PC is a mechanosensor for CMS-induced autophagy. (A) Representative immunocytochemical analysis of PC in TM cells. Acetylated TUBA4A (red fluorescence) and IFT88 (green fluorescence) antibodies were used to identify the PC. DAPI was used to stain nuclei. Images were acquired with super resolution confocal microscope and processed by using Fiji software. BP and AP represent basal and apical process, respectively. (B) Time-lapse live-cell imaging of PC in TM cells transfected with p5HT₆-mCherry. Images were acquired with CELENA X High Content Imaging System equipped with the Ibidi stage-top incubation system and processed by using Fiji software. BP and AP are indicated by red arrowheads and yellow arrows, respectively. Captured time (minute : second) is represented in the upper left of each picture. (C) Prevalence and length of PC in NS and CMS cells disrupted by CH. Cells were treated in 4 mM CH for 3 d and subjected to CMS after CH removal. (Left) Images taken after 24 h in NS and CMS cells. Quantification analyses for the prevalence and length of PC were represented on the right.
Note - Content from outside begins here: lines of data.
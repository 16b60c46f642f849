pub mod route;
pub mod schedule;
pub mod working_solution;
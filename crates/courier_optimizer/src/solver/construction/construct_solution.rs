use std::fmt::Display;

use rand::rngs::SmallRng;
use schemars::JsonSchema;
use serde::{Deserialize, Serialize};
use tracing::{debug, info, instrument};

use crate::{
    solver::{insertion::CheapestInsertion, solution::working_solution::WorkingSolution},
    timer_debug,
};

use super::{
    cluster_first::ClusterFirst, nearest_neighbor::NearestNeighbor, savings::Savings,
};

pub const NEAREST_NEIGHBOR_MAX_STOPS: usize = 50;
pub const SAVINGS_MAX_STOPS: usize = 200;

pub trait ConstructSolution {
    /// Builds routes out of the unassigned stops. Stops that do not fit stay
    /// unassigned.
    fn construct(&self, solution: &mut WorkingSolution, rng: &mut SmallRng);
}

#[derive(Deserialize, Serialize, JsonSchema, Debug, Clone, Copy, PartialEq, Eq, Hash)]
#[serde(rename_all = "snake_case")]
pub enum ConstructionStrategy {
    NearestNeighbor,
    Savings,
    ClusterFirst,
}

impl Display for ConstructionStrategy {
    fn fmt(&self, f: &mut std::fmt::Formatter<'_>) -> std::fmt::Result {
        match self {
            Self::NearestNeighbor => write!(f, "NearestNeighbor"),
            Self::Savings => write!(f, "Savings"),
            Self::ClusterFirst => write!(f, "ClusterFirst"),
        }
    }
}

impl ConstructionStrategy {
    pub fn for_stop_count(num_stops: usize) -> Self {
        if num_stops <= NEAREST_NEIGHBOR_MAX_STOPS {
            ConstructionStrategy::NearestNeighbor
        } else if num_stops <= SAVINGS_MAX_STOPS {
            ConstructionStrategy::Savings
        } else {
            ConstructionStrategy::ClusterFirst
        }
    }

    /// Runs the heuristic, then the cheapest insertion repair on whatever is
    /// left.
    #[instrument(skip_all, level = "debug", fields(strategy = %self))]
    pub fn construct(&self, solution: &mut WorkingSolution, rng: &mut SmallRng) {
        timer_debug!("Construction", {
            match self {
                ConstructionStrategy::NearestNeighbor => NearestNeighbor.construct(solution, rng),
                ConstructionStrategy::Savings => Savings.construct(solution, rng),
                ConstructionStrategy::ClusterFirst => ClusterFirst.construct(solution, rng),
            }
        });

        let leftovers = solution.unassigned().len();
        if leftovers > 0 {
            let inserted = CheapestInsertion::default().insert_unassigned(solution, rng);
            debug!("Repair placed {inserted}/{leftovers} leftover stops");
        }

        info!(
            "Constructed solution with {} strategy: cost {:.2}, {} unassigned",
            self,
            solution.cost().total(),
            solution.unassigned().len()
        );
    }
}

#[cfg(test)]
mod tests {
    use super::*;

    #[test]
    fn test_strategy_depends_on_stop_count() {
        assert_eq!(
            ConstructionStrategy::for_stop_count(50),
            ConstructionStrategy::NearestNeighbor
        );
        assert_eq!(
            ConstructionStrategy::for_stop_count(51),
            ConstructionStrategy::Savings
        );
        assert_eq!(
            ConstructionStrategy::for_stop_count(201),
            ConstructionStrategy::ClusterFirst
        );
    }
}
pub mod constraints;
pub mod construction;
pub mod cost;
pub mod insertion;
pub mod moves;
pub mod plan_result;
pub mod search;
pub mod solution;
pub mod solver;
pub mod solver_params;
pub mod statistics;
pub mod validator;
use std::{fs::File, io::BufReader, path::PathBuf, sync::Arc, time::Duration};

use clap::Args;
use courier_optimizer::{
    json::types::JsonPlanningRequest,
    service::{collaborators::InMemoryCollaborators, planning_service::PlanningService},
    solver::{search::termination::Termination, solver_params::SolverParams},
};
use indicatif::{ProgressBar, ProgressStyle};
use tracing::info;

use crate::{file_utils::request_files, parsers, report};

#[derive(Args)]
pub struct OptimizeManyArgs {
    /// Folder of planning requests, each one planned as an independent run
    #[arg(short, long)]
    requests: PathBuf,

    #[arg(short, long, value_parser = parsers::parse_duration, default_value = "30s")]
    timeout: jiff::SignedDuration,
}

pub async fn run(args: OptimizeManyArgs) -> anyhow::Result<()> {
    let paths = request_files(&args.requests)?;
    info!("Optimizing {} requests from {:?}", paths.len(), args.requests);

    let mut collaborators = InMemoryCollaborators::default();
    let mut runs = Vec::with_capacity(paths.len());
    let mut names = Vec::with_capacity(paths.len());
    for path in &paths {
        let request: JsonPlanningRequest =
            serde_json::from_reader(BufReader::new(File::open(path)?))?;
        runs.push((
            request.depot_id.clone(),
            request.date,
            request.constraints.clone().unwrap_or_default(),
        ));
        names.push(format!("{} {}", request.depot_id, request.date));
        collaborators.add_request(request);
    }

    let collaborators = Arc::new(collaborators);
    let service = PlanningService::new(
        Arc::clone(&collaborators),
        Arc::clone(&collaborators),
        Arc::clone(&collaborators),
    )
    .with_solver_params(SolverParams {
        terminations: vec![Termination::Duration(args.timeout)],
        ..SolverParams::default()
    });

    let bar = ProgressBar::new_spinner();
    bar.enable_steady_tick(Duration::from_millis(200));
    bar.set_style(ProgressStyle::default_spinner().template("{spinner} planning ({elapsed})")?);

    let results = service.optimize_many(runs).await;
    bar.finish_and_clear();

    let rows: Vec<_> = names
        .into_iter()
        .zip(results)
        .map(|(name, result)| (name, result.map_err(|error| error.to_string())))
        .collect();
    println!("{}", report::summary_table(&rows));

    Ok(())
}
impl Route {
    pub fn empty(problem: &PlanningProblem, resource_id: ResourceIdx) -> Self {
        let shift_start = problem.resource_vehicle(resource_id).shift().start;
        Route {
            resource_id,
            stops: Vec::new(),
            visits: Vec::new(),
            anchor: None,
            frozen: 0,
            delays: FxHashMap::default(),
            start: shift_start,
            end: shift_start,
            load: Capacity::EMPTY,
            trip_distance: 0.0,
            trip_driving: 0.0,
            cum_distance: Vec::new(),
            cum_driving: Vec::new(),
            prefix_penalty: vec![0.0],
            prefix_max_lateness: vec![SignedDuration::ZERO],
            suffix_max_lateness: vec![SignedDuration::ZERO],
            lateness_penalty: 0.0,
            soft_violations: 0,
            estimated_legs: 0,
            cost: 0.0,
            version: next_version(),
        }
    }

    pub fn resource_id(&self) -> ResourceIdx {
        self.resource_id
    }

    pub fn stops(&self) -> &[StopIdx] {
        &self.stops
    }

    pub fn stop(&self, position: usize) -> StopIdx {
        self.stops[position]
    }

    pub fn len(&self) -> usize {
        self.stops.len()
    }

    pub fn is_empty(&self) -> bool {
        self.stops.is_empty()
    }

    /// No stops left and never started.
    pub fn is_idle(&self) -> bool {
        self.stops.is_empty() && self.anchor.is_none()
    }

    pub fn contains(&self, stop_id: StopIdx) -> bool {
        self.stops.contains(&stop_id)
    }

    pub fn position_of(&self, stop_id: StopIdx) -> Option<usize> {
        self.stops.iter().position(|&s| s == stop_id)
    }

    pub fn visits(&self) -> &[Visit] {
        &self.visits
    }

    pub fn visit(&self, position: usize) -> &Visit {
        &self.visits[position]
    }

    pub fn anchor(&self) -> Option<&RouteAnchor> {
        self.anchor.as_ref()
    }

    /// Positions before this index cannot be changed.
    pub fn frozen(&self) -> usize {
        self.frozen
    }

    pub fn delay(&self, stop_id: StopIdx) -> SignedDuration {
        self.delays
            .get(&stop_id)
            .copied()
            .unwrap_or(SignedDuration::ZERO)
    }

    pub fn start(&self) -> Timestamp {
        self.start
    }

    pub fn end(&self) -> Timestamp {
        self.end
    }

    pub fn duration(&self) -> SignedDuration {
        self.end.duration_since(self.start)
    }

    pub fn distance(&self) -> f64 {
        self.anchor.as_ref().map_or(0.0, |anchor| anchor.distance) + self.trip_distance
    }

    pub fn driving(&self) -> SignedDuration {
        self.anchor
            .as_ref()
            .map_or(SignedDuration::ZERO, |anchor| anchor.driving)
            + SignedDuration::from_secs_f64(self.trip_driving)
    }

    pub fn load(&self) -> Capacity {
        self.load
    }

    pub fn lateness_penalty(&self) -> f64 {
        self.lateness_penalty
    }

    pub fn max_lateness(&self) -> SignedDuration {
        self.suffix_max_lateness[0]
    }

    pub fn soft_violations(&self) -> usize {
        self.soft_violations
    }

    pub fn estimated_legs(&self) -> usize {
        self.estimated_legs
    }

    pub fn is_degraded(&self) -> bool {
        self.estimated_legs > 0
    }

    pub fn cost(&self) -> f64 {
        self.cost
    }

    pub fn version(&self) -> u64 {
        self.version
    }

    pub fn capacity_overage(&self, problem: &PlanningProblem) -> f64 {
        self.load
            .overage(problem.resource_vehicle(self.resource_id).capacity())
    }

    fn origin(&self, problem: &PlanningProblem, first_stop: Option<StopIdx>) -> (LocationIdx, Timestamp) {
        if let Some(anchor) = &self.anchor {
            return (anchor.location_id, anchor.departure);
        }

        let vehicle = problem.resource_vehicle(self.resource_id);
        let depot = vehicle.start_location_id();
        let shift_start = vehicle.shift().start;

        // Leave late enough not to wait at the first stop
        let start = first_stop
            .and_then(|stop_id| {
                let stop = problem.stop(stop_id);
                let opening = stop.time_window().start()?;
                let leg = problem.travel(depot, stop.location_id());
                Some((opening - leg.duration()).max(shift_start))
            })
            .unwrap_or(shift_start);

        (depot, start)
    }

    fn base_load(&self) -> Capacity {
        self.anchor
            .as_ref()
            .map_or(Capacity::EMPTY, |anchor| anchor.committed_load)
    }

    /// Recomputes every cached value from the stop sequence.
    pub(crate) fn update(&mut self, problem: &PlanningProblem, constraints: &ConstraintSet) {
        self.version = next_version();

        let vehicle = problem.resource_vehicle(self.resource_id);
        let (location, time) = self.origin(problem, self.stops.first().copied());
        self.start = self.anchor.as_ref().map_or(time, |anchor| anchor.started_at);

        self.visits.clear();
        self.cum_distance.clear();
        self.cum_driving.clear();
        self.prefix_penalty.clear();
        self.prefix_max_lateness.clear();
        self.prefix_penalty.push(0.0);
        self.prefix_max_lateness.push(SignedDuration::ZERO);
        self.soft_violations = 0;

        let mut cursor = ScheduleCursor::new(problem, constraints, &self.delays, location, time);
        for &stop_id in &self.stops {
            let visit = cursor.visit(stop_id);
            if visit.lateness.is_positive() {
                self.soft_violations += 1;
            }
            self.visits.push(visit);
            self.cum_distance.push(cursor.distance);
            self.cum_driving.push(cursor.driving);
            self.prefix_penalty.push(cursor.penalty);
            self.prefix_max_lateness.push(cursor.max_lateness);
        }

        self.end = if self.is_idle() {
            time
        } else {
            cursor.finish(vehicle)
        };

        self.trip_distance = cursor.distance;
        self.trip_driving = cursor.driving;
        self.lateness_penalty = cursor.penalty;
        self.estimated_legs = cursor.estimated_legs;

        self.suffix_max_lateness.clear();
        self.suffix_max_lateness
            .resize(self.stops.len() + 1, SignedDuration::ZERO);
        for position in (0..self.stops.len()).rev() {
            self.suffix_max_lateness[position] =
                self.visits[position].lateness.max(self.suffix_max_lateness[position + 1]);
        }

        self.load = self.base_load()
            + self
                .stops
                .iter()
                .map(|&stop_id| problem.stop(stop_id).demand())
                .sum();

        self.cost = if self.is_idle() {
            0.0
        } else {
            route_cost(
                problem,
                constraints,
                self.resource_id,
                self.distance(),
                self.start,
                self.end,
                self.lateness_penalty,
                self.load,
            )
        };
    }

    /// Evaluates replacing `stops[start..end]` with `replacement`. Returns
    /// `None` when the resulting route breaks a hard constraint or touches a
    /// frozen position.
    ///
    /// The schedule is re-simulated from `start` and stops as soon as a visit
    /// departs at the same time as before, the remainder is read from the
    /// cached prefix sums.
    pub fn evaluate_change(
        &self,
        problem: &PlanningProblem,
        constraints: &ConstraintSet,
        replacement: &[StopIdx],
        start: usize,
        end: usize,
    ) -> Option<RouteChange> {
        debug_assert!(start <= end && end <= self.stops.len());

        if start < self.frozen {
            return None;
        }

        let enforce_zones = constraints.hard().enforce_zones;
        if replacement
            .iter()
            .any(|&stop_id| !problem.is_eligible(self.resource_id, stop_id, enforce_zones))
        {
            return None;
        }

        let vehicle = problem.resource_vehicle(self.resource_id);
        let removed: Capacity = self.stops[start..end]
            .iter()
            .map(|&stop_id| problem.stop(stop_id).demand())
            .sum();
        let added: Capacity = replacement
            .iter()
            .map(|&stop_id| problem.stop(stop_id).demand())
            .sum();
        let load = self.load - removed + added;

        if !load.fits_within(&constraints.capacity_limit(vehicle.capacity())) {
            return None;
        }

        let new_len = self.stops.len() - (end - start) + replacement.len();
        if new_len == 0 && self.anchor.is_none() {
            let shift_start = vehicle.shift().start;
            return Some(RouteChange {
                cost: 0.0,
                distance: 0.0,
                driving: SignedDuration::ZERO,
                start: shift_start,
                end: shift_start,
                load: Capacity::EMPTY,
                lateness_penalty: 0.0,
                max_lateness: SignedDuration::ZERO,
                first_shift: SignedDuration::ZERO,
            });
        }

        let (location, time) = if start == 0 {
            let first = replacement.first().or_else(|| self.stops.get(end)).copied();
            self.origin(problem, first)
        } else {
            let previous = start - 1;
            (
                problem.stop(self.stops[previous]).location_id(),
                self.visits[previous].departure,
            )
        };
        let work_start = match (&self.anchor, start) {
            (Some(anchor), _) => anchor.started_at,
            (None, 0) => time,
            (None, _) => self.start,
        };

        let mut cursor = ScheduleCursor::new(problem, constraints, &self.delays, location, time);
        if start > 0 {
            cursor.distance = self.cum_distance[start - 1];
            cursor.driving = self.cum_driving[start - 1];
            cursor.penalty = self.prefix_penalty[start];
            cursor.max_lateness = self.prefix_max_lateness[start];
        }

        for &stop_id in replacement {
            cursor.visit(stop_id);
        }

        let len = self.stops.len();
        let mut first_shift = None;
        let mut converged = false;
        for position in end..len {
            let previous = &self.visits[position];
            let visit = cursor.visit(self.stops[position]);

            if first_shift.is_none() {
                first_shift = Some(visit.arrival.duration_since(previous.arrival));
            }

            if visit.departure == previous.departure {
                cursor.penalty += self.prefix_penalty[len] - self.prefix_penalty[position + 1];
                cursor.max_lateness = cursor
                    .max_lateness
                    .max(self.suffix_max_lateness[position + 1]);
                cursor.distance += self.trip_distance - self.cum_distance[position];
                cursor.driving += self.trip_driving - self.cum_driving[position];
                converged = true;
                break;
            }
        }

        let end_time = if converged {
            self.end
        } else {
            cursor.finish(vehicle)
        };
        let first_shift = first_shift.unwrap_or_else(|| end_time.duration_since(self.end));

        let anchor_distance = self.anchor.as_ref().map_or(0.0, |anchor| anchor.distance);
        let anchor_driving = self
            .anchor
            .as_ref()
            .map_or(SignedDuration::ZERO, |anchor| anchor.driving);
        let distance = anchor_distance + cursor.distance;
        let driving = anchor_driving + SignedDuration::from_secs_f64(cursor.driving);

        if cursor.max_lateness > constraints.lateness_tolerance() || end_time > vehicle.shift().end {
            return None;
        }

        if constraints.hard().enforce_driver_hours {
            if let Some(maximum) = vehicle.maximum_driving_duration()
                && driving > maximum
            {
                return None;
            }

            let driver = problem.resource_driver(self.resource_id);
            if let Some(maximum) = driver.maximum_working_duration()
                && end_time.duration_since(work_start) > maximum
            {
                return None;
            }
        }

        Some(RouteChange {
            cost: route_cost(
                problem,
                constraints,
                self.resource_id,
                distance,
                work_start,
                end_time,
                cursor.penalty,
                load,
            ),
            distance,
            driving,
            start: work_start,
            end: end_time,
            load,
            lateness_penalty: cursor.penalty,
            max_lateness: cursor.max_lateness,
            first_shift,
        })
    }

    /// Replaces `stops[start..end]` with `replacement` and refreshes the caches.
    pub(crate) fn replace(
        &mut self,
        problem: &PlanningProblem,
        constraints: &ConstraintSet,
        replacement: &[StopIdx],
        start: usize,
        end: usize,
    ) -> Vec<StopIdx> {
        let removed = self
            .stops
            .splice(start..end, replacement.iter().copied())
            .collect();
        self.update(problem, constraints);
        removed
    }

    pub(crate) fn set_frozen(&mut self, frozen: usize) {
        self.frozen = frozen.min(self.stops.len());
    }

    pub(crate) fn set_anchor(&mut self, anchor: RouteAnchor) {
        self.anchor = Some(anchor);
    }

    pub(crate) fn add_delay(&mut self, stop_id: StopIdx, delay: SignedDuration) {
        *self.delays.entry(stop_id).or_insert(SignedDuration::ZERO) += delay;
    }

    /// Drops the first stop after it was confirmed, re-anchoring the route
    /// on it.
    pub(crate) fn confirm_stop(
        &mut self,
        problem: &PlanningProblem,
        constraints: &ConstraintSet,
        position: usize,
        confirmed_at: Timestamp,
    ) -> StopIdx {
        let stop_id = self.stops[position];
        let stop = problem.stop(stop_id);

        let anchor = RouteAnchor {
            location_id: stop.location_id(),
            departure: confirmed_at.max(self.visits[position].service_start),
            started_at: self.start,
            distance: self.anchor.as_ref().map_or(0.0, |anchor| anchor.distance)
                + self.cum_distance[position],
            driving: self
                .anchor
                .as_ref()
                .map_or(SignedDuration::ZERO, |anchor| anchor.driving)
                + SignedDuration::from_secs_f64(self.cum_driving[position]),
            committed_load: self.base_load() + stop.demand(),
        };

        self.stops.remove(position);
        self.delays.remove(&stop_id);
        self.anchor = Some(anchor);
        self.frozen = self.frozen.saturating_sub(1);
        self.update(problem, constraints);

        stop_id
    }
}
NS, nonstretch control; CMS, cyclic mechanical stretch; CH, chloral hydrate. Data are shown as the mean ± SD of three biological replicates (n = 10 for prevalence, n = 93 versus 55: NS versus CMS for length). NA, not applicable; ***P < 0.001; ns, not significant (ANOVA and Tukey’s post hoc test). (D) Protein levels of LC3-II and SQSTM1 in TM cells subjected to CMS (8% elongation, 24 h) with or without PC disruption, evaluated by WB. Band intensities were quantified by Image Lab touch software and normalized with β-actin (ACTB). Data are shown as the mean ± SD (n = 5 for LC3 II and 3 for SQSTM1). *P < 0.05; **P < 0.01; ***P < 0.001 (Student’s t test).